Chapitre 12 : Tian
— Habiter au Manoir ?
Maël croisa les bras sur son torse mince, penchant légèrement la tête dans une expression pensive. A ses côtés, le jeune Lucca avait posé le menton à même la table comme un enfant, ses grands yeux bleus levés sur les deux hommes face à lui, sa longue frange blonde tirée en arrière avec une barrette. Debout à côté de la table, Tian tentait de rester stoïque. L'idée n'était pas mauvaise, loin de là. Il savait que d'autres établissements proposaient des logements de fonction dans leurs étages supérieurs, mais il était aussi à peu près certain qu'aucun d'eux n'avaient des employés comme les leurs.
Cette pensée l'agaça aussitôt. Depuis quand sous-estimait-il tant ses jeunes collègues ? Ce n'était pas parce qu'ils étaient jeunes et en proie à leurs propres problèmes qu'ils étaient des incapables. D'ailleurs, depuis deux semaines qu'il était chez Tian, Maël le lui prouvait quotidiennement. Même s'il avait tendant à sautiller dans tous les sens et à babiller pour un oui ou un non pour attirer l'attention, le garçon était propre et ordonné. Sans parler du fait qu'il cuisinait, ce qui n'était pas désagréable du tout. Tian savait gérer une poêle, mais ce n'était pas ce qu'il aimait le plus. Il était tentant de se laisser nourrir soit avec les plats de sa mère, soit avec des trucs tout prêts qu'il allait chercher en magasin. De la merde, avait rouspété Maël en s'en rendant compte. Et après dix jours à se faire nourrir comme un prince, avec l'éventualité que cela s'arrête, il ne savait pas vraiment comment le vivre. Dommage que ce gosse ne soit pas son genre. Et qu'il soit si jeune, aussi. Comment serait-il en grandissant ? Probablement très loin des gorilles qui constituaient son équipe de gros bras. Avant même d'y penser, Tian porta son attention sur l'homme qui dirigeait la discussion. Gabriel. Sa voix était plutôt profonde lorsqu'il était concentré. Et il l'était toujours. Tian l'avait-il vu dans l'insouciance, ne serait-ce qu'une fois ? Certainement pas. Maël lui ressemblerait-il, plus tard ? Ses cheveux étaient déjà longs et son corps mince et souple était similaire, bien que beaucoup plus maigre. Il ne lui faudrait pas beaucoup pour se rattraper, s'il était entre de bonnes mains. Et ensuite ? Que ferait-il ? Continuerait-il à travailler au Manoir indéfiniment ? Chercherait-il un nouveau compagnon ? Est-ce que la peur le tiendrait ? A quel point avait-il été marqué ? Quel genre de type fallait-il pour un gamin comme Maël ?

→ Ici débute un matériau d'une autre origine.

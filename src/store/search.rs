//! Similarity search contract and the brute-force ranking shared by stores.

use async_trait::async_trait;
use serde::{Deserialize, Serialize};

use crate::embedding::{cosine_similarity, Embedding};

use super::PromptRecord;

/// Constraints applied to a similarity search.
#[derive(Debug, Clone, PartialEq, Serialize, Deserialize)]
pub struct SearchFilters {
    /// Maximum number of hits returned.
    pub top_k: usize,
    /// Minimum `success_rate` a record needs to be returned.
    pub min_performance: f64,
    /// Restrict hits to this domain when set.
    pub domain: Option<String>,
}

impl Default for SearchFilters {
    fn default() -> Self {
        Self {
            top_k: 5,
            min_performance: 0.0,
            domain: None,
        }
    }
}

impl SearchFilters {
    pub fn new(top_k: usize) -> Self {
        Self {
            top_k,
            ..Default::default()
        }
    }

    pub fn with_min_performance(mut self, min_performance: f64) -> Self {
        self.min_performance = min_performance;
        self
    }

    pub fn with_domain(mut self, domain: impl Into<String>) -> Self {
        self.domain = Some(domain.into());
        self
    }

    fn admits(&self, record: &PromptRecord) -> bool {
        record.metrics.success_rate >= self.min_performance
            && self
                .domain
                .as_deref()
                .map_or(true, |domain| record.domain == domain)
    }
}

/// One ranked search result.
#[derive(Debug, Clone, PartialEq, Serialize, Deserialize)]
pub struct SearchHit {
    pub id: String,
    /// Cosine similarity to the query, in (0, 1].
    pub similarity: f64,
    pub record: PromptRecord,
}

/// Ranks stored records by vector similarity.
///
/// Retrieval must never stop an optimization run: implementations log
/// their failures and return an empty list instead of an error.
#[async_trait]
pub trait VectorSearch: Send + Sync {
    async fn search(&self, vector: &Embedding, filters: &SearchFilters) -> Vec<SearchHit>;
}

/// Scores every candidate against `query`, applies `filters` and returns the
/// best `top_k` hits, most similar first.
///
/// Candidates whose vector has the wrong dimension, or whose similarity is
/// not positive, are skipped.
pub(crate) fn rank<'a, I>(query: &Embedding, candidates: I, filters: &SearchFilters) -> Vec<SearchHit>
where
    I: IntoIterator<Item = (&'a PromptRecord, &'a Embedding)>,
{
    let mut hits: Vec<SearchHit> = candidates
        .into_iter()
        .filter(|(record, _)| filters.admits(record))
        .filter_map(|(record, vector)| match cosine_similarity(query, vector) {
            Ok(similarity) if similarity > 0.0 => Some(SearchHit {
                id: record.id.clone(),
                similarity,
                record: record.clone(),
            }),
            Ok(_) => None,
            Err(e) => {
                tracing::warn!(record_id = %record.id, error = %e, "Skipping record with incompatible embedding");
                None
            }
        })
        .collect();

    hits.sort_by(|a, b| b.similarity.total_cmp(&a.similarity));
    hits.truncate(filters.top_k);
    hits
}
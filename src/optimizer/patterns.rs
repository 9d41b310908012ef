//! Deterministic prompt-improvement rules.
//!
//! Each [`Pattern`] pairs a predicate ("this prompt is missing X") with a
//! transform that adds X. Every transform leaves behind the marker its own
//! predicate looks for, so [`apply_patterns`] reaches a fixed point after
//! one pass.

/// A cheap, local rewrite rule.
#[derive(Clone, Copy)]
pub struct Pattern {
    pub name: &'static str,
    /// True when the rule should fire on the given text.
    pub predicate: fn(&str) -> bool,
    pub transform: fn(&str) -> String,
    /// Rough score gain observed for this rule, in (0, 1).
    pub expected_improvement: f64,
}

/// The fixed rule set, applied in declaration order.
pub static PATTERNS: [Pattern; 4] = [
    Pattern {
        name: "role_framing",
        predicate: lacks_role,
        transform: add_role,
        expected_improvement: 0.05,
    },
    Pattern {
        name: "step_by_step",
        predicate: lacks_steps,
        transform: add_steps,
        expected_improvement: 0.15,
    },
    Pattern {
        name: "explicit_constraints",
        predicate: lacks_constraints,
        transform: add_constraints,
        expected_improvement: 0.10,
    },
    Pattern {
        name: "output_format",
        predicate: lacks_output_format,
        transform: add_output_format,
        expected_improvement: 0.10,
    },
];

/// Runs every pattern whose predicate holds against the progressively
/// rewritten text. Returns the final text and the names that fired.
pub fn apply_patterns(text: &str) -> (String, Vec<&'static str>) {
    PATTERNS.iter().fold(
        (text.to_string(), Vec::new()),
        |(current, mut applied), pattern| {
            if (pattern.predicate)(&current) {
                applied.push(pattern.name);
                ((pattern.transform)(&current), applied)
            } else {
                (current, applied)
            }
        },
    )
}

fn contains_any(text: &str, needles: &[&str]) -> bool {
    let lower = text.to_lowercase();
    needles.iter().any(|needle| lower.contains(needle))
}

/// True when some line starts like `1.` or `2)`.
pub(crate) fn has_numbered_list(text: &str) -> bool {
    text.lines().any(|line| {
        let line = line.trim_start();
        let digits = line.chars().take_while(char::is_ascii_digit).count();
        digits > 0 && matches!(line[digits..].chars().next(), Some('.') | Some(')'))
    })
}

fn lacks_role(text: &str) -> bool {
    !contains_any(text, &["you are", "act as"])
}

fn add_role(text: &str) -> String {
    format!("You are an expert assistant.\n\n{}", text.trim())
}

fn lacks_steps(text: &str) -> bool {
    !contains_any(text, &["step by step", "step-by-step"]) && !has_numbered_list(text)
}

fn add_steps(text: &str) -> String {
    format!(
        "{}\n\nWork through this step by step:\n\
         1. Restate the goal and identify what is being asked.\n\
         2. Plan the approach before producing the answer.\n\
         3. Carry out the plan and check the result against the goal.",
        text.trim_end()
    )
}

fn lacks_constraints(text: &str) -> bool {
    !contains_any(text, &["constraint", "requirement", "must "])
}

fn add_constraints(text: &str) -> String {
    format!(
        "{}\n\nConstraints:\n\
         - Stay focused on the task as stated.\n\
         - State any assumption you make explicitly.",
        text.trim_end()
    )
}

fn lacks_output_format(text: &str) -> bool {
    !contains_any(
        text,
        &["output format", "format:", "formatted as", "respond with", "output:"],
    )
}

fn add_output_format(text: &str) -> String {
    format!(
        "{}\n\nOutput format: a short summary first, followed by the full answer \
         in clearly separated sections.",
        text.trim_end()
    )
}
//! CLI command definitions for promptsmith.

use clap::{Parser, ValueEnum};
use serde::Serialize;
use std::sync::Arc;
use tracing::{info, warn};

use crate::config::OptimizerConfig;
use crate::embedding::{contextualize, CachedEmbedder, Embedder, HashEmbedder};
use crate::llm::{LiteLlmClient, LlmProvider};
use crate::optimizer::{Evaluation, Evaluator, OptimizationResult, PromptOptimizer};
use crate::store::{
    Outcome, PromptHistory, PromptRecord, RetrievalConfig, SearchFilters, SqliteStore,
    VectorSearch,
};
use crate::utils::preview;

/// Default sqlite database for prompt records.
const DEFAULT_DB: &str = "promptsmith.db";

const EMBEDDING_CACHE_ENTRIES: usize = 1000;

/// Iterative prompt optimizer that learns from past outcomes.
#[derive(Parser)]
#[command(name = "promptsmith")]
#[command(about = "Score, rewrite and iteratively improve LLM prompts")]
#[command(version)]
#[command(
    long_about = "promptsmith scores a prompt against a weighted rubric, rewrites it, and keeps iterating until the score plateaus.\n\nRecorded outcomes are stored in a local sqlite database and used to warm-start later runs.\n\nExample usage:\n  promptsmith optimize \"Write code\" --domain code\n  promptsmith record \"Write code\" --success 0.9 --domain code"
)]
pub struct Cli {
    /// The subcommand to execute.
    #[command(subcommand)]
    pub command: Commands,

    /// Log level (trace, debug, info, warn, error).
    #[arg(short, long, default_value = "info", global = true)]
    pub log_level: String,

    /// OpenRouter API key (falls back to LITELLM_API_BASE/LITELLM_API_KEY when unset).
    #[arg(long, env = "OPENROUTER_API_KEY", global = true, hide_env_values = true)]
    pub api_key: Option<String>,

    /// Model for judge and rewrite calls (defaults to the client's model).
    #[arg(short, long, global = true)]
    pub model: Option<String>,
}

/// Available CLI subcommands.
#[derive(clap::Subcommand)]
pub enum Commands {
    /// Optimize a prompt, warm-started from similar recorded prompts.
    #[command(alias = "opt")]
    Optimize(OptimizeArgs),

    /// Score a prompt once against the rubric.
    #[command(alias = "eval")]
    Evaluate(EvaluateArgs),

    /// Record an observed outcome for a prompt.
    Record(RecordArgs),

    /// List recorded prompts similar to the given one.
    Search(SearchArgs),
}

/// How prompt text is turned into vectors.
#[derive(Debug, Clone, Copy, PartialEq, Eq, ValueEnum)]
pub enum EmbedderKind {
    /// Local feature hashing, no network calls.
    Hash,
    /// The provider's `/embeddings` endpoint.
    Remote,
}

/// Arguments for `promptsmith optimize`.
#[derive(Parser, Debug)]
pub struct OptimizeArgs {
    /// Prompt text to optimize.
    pub prompt: String,

    #[arg(short, long, default_value = "general")]
    pub domain: String,

    #[arg(short, long)]
    pub task_type: Option<String>,

    /// SQLite database holding recorded prompts.
    #[arg(long, default_value = DEFAULT_DB)]
    pub db: String,

    /// Skip retrieval of similar prompts (cold start).
    #[arg(long)]
    pub no_retrieval: bool,

    #[arg(long)]
    pub max_iterations: Option<usize>,

    #[arg(long)]
    pub target_score: Option<f64>,

    /// YAML file with optimizer settings.
    #[arg(short, long)]
    pub config: Option<String>,

    #[arg(long, value_enum, default_value = "hash")]
    pub embedder: EmbedderKind,

    /// Output JSON instead of a summary.
    #[arg(short = 'j', long)]
    pub json: bool,
}

/// Arguments for `promptsmith evaluate`.
#[derive(Parser, Debug)]
pub struct EvaluateArgs {
    pub prompt: String,

    #[arg(short, long, default_value = "general")]
    pub domain: String,

    #[arg(short = 'j', long)]
    pub json: bool,
}

/// Arguments for `promptsmith record`.
#[derive(Parser, Debug)]
pub struct RecordArgs {
    pub prompt: String,

    /// Observed success, 0 to 1.
    #[arg(short, long)]
    pub success: f64,

    #[arg(long)]
    pub latency_ms: Option<f64>,

    /// Observed token efficiency, 0 to 1.
    #[arg(long)]
    pub token_efficiency: Option<f64>,

    #[arg(short, long, default_value = "general")]
    pub domain: String,

    #[arg(short, long)]
    pub task_type: Option<String>,

    #[arg(long, default_value = DEFAULT_DB)]
    pub db: String,

    #[arg(long, value_enum, default_value = "hash")]
    pub embedder: EmbedderKind,
}

/// Arguments for `promptsmith search`.
#[derive(Parser, Debug)]
pub struct SearchArgs {
    pub prompt: String,

    #[arg(short, long, default_value = "general")]
    pub domain: String,

    #[arg(short, long)]
    pub task_type: Option<String>,

    #[arg(short = 'k', long, default_value = "5")]
    pub top_k: usize,

    #[arg(long, default_value = "0.0")]
    pub min_performance: f64,

    /// Search across every domain.
    #[arg(long)]
    pub all_domains: bool,

    #[arg(long, default_value = DEFAULT_DB)]
    pub db: String,

    #[arg(long, value_enum, default_value = "hash")]
    pub embedder: EmbedderKind,

    #[arg(short = 'j', long)]
    pub json: bool,
}

/// Parse CLI arguments and return the Cli struct.
///
/// This allows main.rs to access CLI arguments (like log_level) before running commands.
pub fn parse_cli() -> Cli {
    Cli::parse()
}

/// Parses arguments and runs the selected command.
pub async fn run() -> anyhow::Result<()> {
    run_with_cli(parse_cli()).await
}

/// Run the CLI with already-parsed arguments.
pub async fn run_with_cli(cli: Cli) -> anyhow::Result<()> {
    let connection = Connection {
        api_key: cli.api_key,
        model: cli.model,
    };
    match cli.command {
        Commands::Optimize(args) => run_optimize_command(&connection, args).await,
        Commands::Evaluate(args) => run_evaluate_command(&connection, args).await,
        Commands::Record(args) => run_record_command(&connection, args).await,
        Commands::Search(args) => run_search_command(&connection, args).await,
    }
}

/// Provider settings shared by every subcommand.
struct Connection {
    api_key: Option<String>,
    model: Option<String>,
}

impl Connection {
    fn client(&self) -> anyhow::Result<LiteLlmClient> {
        if let Some(ref key) = self.api_key {
            info!("Using OpenRouter with specified API key");
            return Ok(LiteLlmClient::new_with_defaults(key.clone()));
        }

        info!("Using LiteLLM client from environment");
        LiteLlmClient::from_env().map_err(|e| {
            anyhow::anyhow!(
                "Failed to initialize LLM client: {}. \
                 Please provide --api-key or set OPENROUTER_API_KEY or LITELLM_API_BASE.",
                e
            )
        })
    }

    fn provider(&self) -> anyhow::Result<Arc<dyn LlmProvider>> {
        Ok(Arc::new(self.client()?))
    }

    fn embedder(&self, kind: EmbedderKind) -> anyhow::Result<Arc<dyn Embedder>> {
        let embedder: Arc<dyn Embedder> = match kind {
            EmbedderKind::Hash => Arc::new(CachedEmbedder::new(
                HashEmbedder::default(),
                EMBEDDING_CACHE_ENTRIES,
            )),
            EmbedderKind::Remote => {
                Arc::new(CachedEmbedder::new(self.client()?, EMBEDDING_CACHE_ENTRIES))
            }
        };
        Ok(embedder)
    }
}

/// Layers defaults, the optional YAML file, environment and flags.
fn resolve_config(args: &OptimizeArgs, model: Option<&str>) -> anyhow::Result<OptimizerConfig> {
    let base = match args.config {
        Some(ref path) => OptimizerConfig::from_yaml_file(path)?,
        None => OptimizerConfig::default(),
    };
    let mut config = base.with_env_overrides()?;

    if let Some(max_iterations) = args.max_iterations {
        config = config.with_max_iterations(max_iterations);
    }
    if let Some(target_score) = args.target_score {
        config = config.with_target_score(target_score);
    }
    if let Some(model) = model {
        config = config.with_model(model);
    }
    config.validate()?;
    Ok(config)
}

/// Warm-start candidates for an optimize run. An unavailable store or
/// embedder means a cold start, never an error.
async fn retrieve_similar(connection: &Connection, args: &OptimizeArgs) -> Vec<PromptRecord> {
    let store = match SqliteStore::open(&args.db).await {
        Ok(store) => Arc::new(store),
        Err(e) => {
            warn!(db = %args.db, error = %e, "Prompt store unavailable, starting cold");
            return Vec::new();
        }
    };
    let embedder = match connection.embedder(args.embedder) {
        Ok(embedder) => embedder,
        Err(e) => {
            warn!(error = %e, "Embedder unavailable, starting cold");
            return Vec::new();
        }
    };

    PromptHistory::new(embedder, store)
        .retrieve(
            &args.prompt,
            &args.domain,
            args.task_type.as_deref(),
            &RetrievalConfig::default(),
        )
        .await
}

async fn run_optimize_command(connection: &Connection, args: OptimizeArgs) -> anyhow::Result<()> {
    let config = resolve_config(&args, connection.model.as_deref())?;
    let llm = connection.provider()?;

    let similar = if args.no_retrieval {
        Vec::new()
    } else {
        retrieve_similar(connection, &args).await
    };
    info!(similar = similar.len(), "Retrieved similar prompts");

    let optimizer = PromptOptimizer::new(llm, config);
    let result = optimizer
        .optimize(&args.prompt, &similar, &args.domain)
        .await?;

    if args.json {
        println!("{}", serde_json::to_string_pretty(&result)?);
    } else {
        print_optimization(&result);
    }
    Ok(())
}

fn print_optimization(result: &OptimizationResult) {
    println!("\nPrompt Optimization");
    println!("===================");
    println!(
        "Score: {:.3} -> {:.3} ({:+.3})",
        result.baseline_score, result.final_score, result.estimated_improvement
    );
    println!(
        "Iterations: {} ({:?}), similar prompts used: {}",
        result.iterations, result.stop_reason, result.similar_prompts_used
    );
    println!("\nSteps:");
    for line in &result.improvements {
        println!("  - {}", line);
    }
    println!("\nOptimized prompt:\n{}", result.optimized_prompt);
}

async fn run_evaluate_command(connection: &Connection, args: EvaluateArgs) -> anyhow::Result<()> {
    let mut evaluator = Evaluator::new(connection.provider()?);
    if let Some(ref model) = connection.model {
        evaluator = evaluator.with_model(model.clone());
    }
    let evaluation = evaluator.evaluate(&args.prompt, &args.domain).await?;

    if args.json {
        #[derive(Serialize)]
        struct Output<'a> {
            score: f64,
            evaluation: &'a Evaluation,
        }
        let output = Output {
            score: evaluation.weighted_score(),
            evaluation: &evaluation,
        };
        println!("{}", serde_json::to_string_pretty(&output)?);
        return Ok(());
    }

    println!("Score: {:.3}", evaluation.weighted_score());
    match evaluation {
        Evaluation::Judged { scores, reasoning } => {
            for (criterion, value) in &scores {
                println!("  {:<14} {:>4.1}", criterion, value);
            }
            if !reasoning.is_empty() {
                println!("Reasoning: {}", reasoning);
            }
        }
        Evaluation::Heuristic { .. } => {
            println!("(judge response unusable, heuristic estimate)");
        }
    }
    Ok(())
}

async fn run_record_command(connection: &Connection, args: RecordArgs) -> anyhow::Result<()> {
    if !(0.0..=1.0).contains(&args.success) {
        anyhow::bail!("--success must be between 0 and 1, got {}", args.success);
    }

    let mut outcome = Outcome::new(args.success);
    if let Some(latency_ms) = args.latency_ms {
        outcome = outcome.with_latency_ms(latency_ms);
    }
    if let Some(efficiency) = args.token_efficiency {
        outcome = outcome.with_token_efficiency(efficiency);
    }

    let store = Arc::new(SqliteStore::open(&args.db).await?);
    let history = PromptHistory::new(connection.embedder(args.embedder)?, store.clone());
    let record = history
        .record(&args.prompt, &args.domain, args.task_type, &outcome)
        .await?;

    println!(
        "Recorded {} (success rate {:.2}, {} observations, {} records in store)",
        record.id,
        record.metrics.success_rate,
        record.metrics.observation_count,
        store.count().await?
    );
    Ok(())
}

async fn run_search_command(connection: &Connection, args: SearchArgs) -> anyhow::Result<()> {
    let store = SqliteStore::open(&args.db).await?;
    let embedder = connection.embedder(args.embedder)?;

    let query = contextualize(&args.prompt, &args.domain, args.task_type.as_deref());
    let embedded = embedder.embed(&query).await?;

    let mut filters = SearchFilters::new(args.top_k).with_min_performance(args.min_performance);
    if !args.all_domains {
        filters = filters.with_domain(args.domain.clone());
    }
    let hits = store.search(&embedded.vector, &filters).await;

    if args.json {
        println!("{}", serde_json::to_string_pretty(&hits)?);
        return Ok(());
    }

    if hits.is_empty() {
        println!("No similar prompts found.");
        return Ok(());
    }
    for hit in &hits {
        println!(
            "{:.3}  success {:.2}  [{}]  {}",
            hit.similarity,
            hit.record.metrics.success_rate,
            hit.record.domain,
            preview(&hit.record.text, 80)
        );
    }
    Ok(())
}
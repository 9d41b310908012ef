//! Plateau detection over a run's score sequence.

/// Declares convergence when the last `window_size` scores span less
/// than `threshold`.
#[derive(Debug, Clone, Copy, PartialEq)]
pub struct ConvergenceDetector {
    pub window_size: usize,
    pub threshold: f64,
}

impl Default for ConvergenceDetector {
    fn default() -> Self {
        Self {
            window_size: 3,
            threshold: 0.02,
        }
    }
}

impl ConvergenceDetector {
    pub fn new(window_size: usize, threshold: f64) -> Self {
        Self {
            window_size: window_size.max(1),
            threshold,
        }
    }

    /// False until at least `window_size` scores exist. Scores before the
    /// window are ignored, so early volatility does not delay convergence.
    pub fn has_converged(&self, scores: &[f64]) -> bool {
        if scores.len() < self.window_size {
            return false;
        }

        let window = &scores[scores.len() - self.window_size..];
        let (min, max) = window
            .iter()
            .fold((f64::INFINITY, f64::NEG_INFINITY), |(lo, hi), &s| {
                (lo.min(s), hi.max(s))
            });
        max - min < self.threshold
    }
}

#[cfg(test)]
mod tests {
    use super::*;

    #[test]
    fn test_too_few_scores() {
        let detector = ConvergenceDetector::default();
        assert!(!detector.has_converged(&[]));
        assert!(!detector.has_converged(&[0.5]));
        assert!(!detector.has_converged(&[0.5, 0.5]));
    }

    #[test]
    fn test_plateau_after_volatility() {
        let detector = ConvergenceDetector::default();
        assert!(detector.has_converged(&[0.5, 0.6, 0.75, 0.76, 0.76, 0.77]));
    }

    #[test]
    fn test_still_improving() {
        let detector = ConvergenceDetector::default();
        assert!(!detector.has_converged(&[0.5, 0.6, 0.7, 0.8, 0.9]));
    }

    #[test]
    fn test_flat_low_scores_converge() {
        let detector = ConvergenceDetector::default();
        assert!(detector.has_converged(&[0.2, 0.2, 0.2]));
    }

    #[test]
    fn test_custom_window() {
        let detector = ConvergenceDetector::new(4, 0.05);
        assert!(!detector.has_converged(&[0.7, 0.71, 0.72]));
        assert!(detector.has_converged(&[0.7, 0.71, 0.72, 0.74]));
        assert!(!detector.has_converged(&[0.6, 0.71, 0.72, 0.74]));
    }
}
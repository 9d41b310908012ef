//! Command-line interface for promptsmith.
//!
//! Provides commands for optimizing and scoring prompts, and for recording
//! and searching prompt outcomes.

mod commands;

pub use commands::{parse_cli, run, run_with_cli, Cli, Commands, EmbedderKind};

Quel genre d'homme faut-il pour quelqu'un comme Gabriel ?
Cette pensée, aussi soudaine qu'inattendue, le fit presque sursauter. Tian eut tout juste le temps de se reprendre que le regard miel qu'il connaissait pour s'y perdre lors de leurs échanges était déjà sur lui, curieux.
— Tu voulais dire quelque chose ?
Gabriel était maquillé. Ses yeux semblaient plus profonds que lorsqu'il s'enfermait dans son bureau, si humain que Tian en avait le ventre et la libido retournés lorsqu'il y était demandé. Il savait que peu d'employés étaient conviés à le voir sans ses artifices, pour une raison qu'il ne saisissait pas. L'image, probablement. Gabriel y était attaché.
Et cette bouche.
La robe cocktail qu'il avait revêtu pour la soirée à venir glissait pour montrer ses épaules, la coupe les faisant paraître moins larges qu'elles ne l'étaient réellement. Cependant, Tian n'était pas dupe. Quatre ans qu'il scrutait ce corps sous toutes ses coutures.
— Euh, non. Non, tout va bien. Continuez.
— Très bien. Je disais donc. Il n'y aura pas que vous deux, mais vous seriez probablement les premiers à utiliser l'étage. Trois chambres sont déjà réaménagées et prêtes à l'accueil.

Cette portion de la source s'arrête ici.